◆ WHAT IS EXPECTED
A line belongs in the answer if it contains "VariantStorage"; copy every such line from the entries below.

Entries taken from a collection
┌──
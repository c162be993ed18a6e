//! Storage Adapter
//!
//! Typed `get`/`set` over a string key/value store.
//!
//! ## Pipeline
//! ```text
//! set:  Value ──serialize──▶ bytes ──frame──▶ "▒v1▒…" ──▶ store.set
//! get:  store.get ──▶ "▒v…▒…" ──unframe──▶ bytes ──deserialize──▶ Value
//!                 └─▶ untagged text ──────────────────────────▶ Value::String
//! ```
//!
//! ## Errors
//! - Codec and framing failures become [`VariantError`]
//! - Store failures pass through unchanged as [`SetError::Store`]
//! - Encoding happens entirely before the store is touched, so a failed
//!   `set` never writes

use crate::codec::{self, CodecOptions};
use crate::config::Config;
use crate::error::{SetError, StoreError, TypeMismatch, VariantError};
use crate::framing;
use crate::store::{FileStore, KeyValueStore};
use crate::value::Value;

/// Typed view of a string key/value store
///
/// Stateless apart from the wrapped store; encode/decode tables are local
/// to each call.
pub struct VariantStorage<S: KeyValueStore> {
    store: S,
    options: CodecOptions,
}

/// Open the default persistent store (`Config::default()`)
pub fn create_storage() -> Result<VariantStorage<FileStore>, StoreError> {
    VariantStorage::open(Config::default())
}

impl VariantStorage<FileStore> {
    /// Open a file store from `config` and wrap it
    pub fn open(config: Config) -> Result<Self, StoreError> {
        let store = FileStore::open(&config)?;
        Ok(Self::with_config(store, &config))
    }
}

impl<S: KeyValueStore> VariantStorage<S> {
    /// Wrap `store` with default codec limits
    pub fn new(store: S) -> Self {
        Self {
            store,
            options: CodecOptions::default(),
        }
    }

    /// Wrap `store` with the codec limits from `config`
    pub fn with_config(store: S, config: &Config) -> Self {
        Self {
            store,
            options: CodecOptions::from(config),
        }
    }

    /// Encode `value` and store it under `key`
    ///
    /// Returns `SetError::Variant` if the value cannot be encoded (nothing
    /// is written), or `SetError::Store` carrying the store's own error.
    pub fn set(&self, key: &str, value: &Value) -> Result<(), SetError<S::Error>> {
        let text = self.encode(key, value)?;
        tracing::debug!(key, kind = value.type_name(), chars = text.len(), "set");
        self.store.set(key, &text).map_err(SetError::Store)
    }

    /// Read and decode the value under `key`
    ///
    /// Returns:
    /// - `Ok(None)`: key not present (distinct from a stored null/undefined)
    /// - `Ok(Some(Value::String(raw)))`: untagged text written by other code
    /// - `Ok(Some(value))`: decoded value
    pub fn get(&self, key: &str) -> Result<Option<Value>, VariantError> {
        let Some(raw) = self.store.get(key) else {
            tracing::debug!(key, "get: key not found");
            return Ok(None);
        };

        if !framing::is_framed(&raw) {
            tracing::debug!(key, chars = raw.len(), "get: plain string");
            return Ok(Some(Value::String(raw)));
        }

        let value = self.decode(key, &raw)?;
        tracing::debug!(key, kind = value.type_name(), "get");
        Ok(Some(value))
    }

    /// `get` followed by a conversion to `T`
    pub fn get_as<T>(&self, key: &str) -> Result<Option<T>, VariantError>
    where
        T: TryFrom<Value, Error = TypeMismatch>,
    {
        match self.get(key)? {
            Some(value) => T::try_from(value)
                .map(Some)
                .map_err(|source| VariantError::TypeMismatch {
                    key: key.to_string(),
                    source,
                }),
            None => Ok(None),
        }
    }

    /// Remove `key` from the store
    pub fn remove(&self, key: &str) -> Result<(), S::Error> {
        self.store.remove(key)
    }

    /// The wrapped store
    pub fn storage(&self) -> &S {
        &self.store
    }

    /// Unwrap, returning the store
    pub fn into_inner(self) -> S {
        self.store
    }

    // =========================================================================
    // Private Helpers
    // =========================================================================

    fn encode(&self, key: &str, value: &Value) -> Result<String, VariantError> {
        let bytes = codec::serialize_with(value, &self.options)
            .map_err(|e| VariantError::encode(key, value, e))?;
        Ok(framing::frame(&bytes))
    }

    fn decode(&self, key: &str, raw: &str) -> Result<Value, VariantError> {
        let result = framing::unframe(raw)
            .and_then(|bytes| codec::deserialize_with(&bytes, &self.options));
        result.map_err(|e| {
            tracing::warn!(key, "Corrupt payload: {}", e);
            VariantError::decode(key, raw, e)
        })
    }
}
└──
◆ WORKED SOLUTION
pub struct VariantStorage<S: KeyValueStore> {
pub fn create_storage() -> Result<VariantStorage<FileStore>, StoreError> {
    VariantStorage::open(Config::default())
impl VariantStorage<FileStore> {
impl<S: KeyValueStore> VariantStorage<S> {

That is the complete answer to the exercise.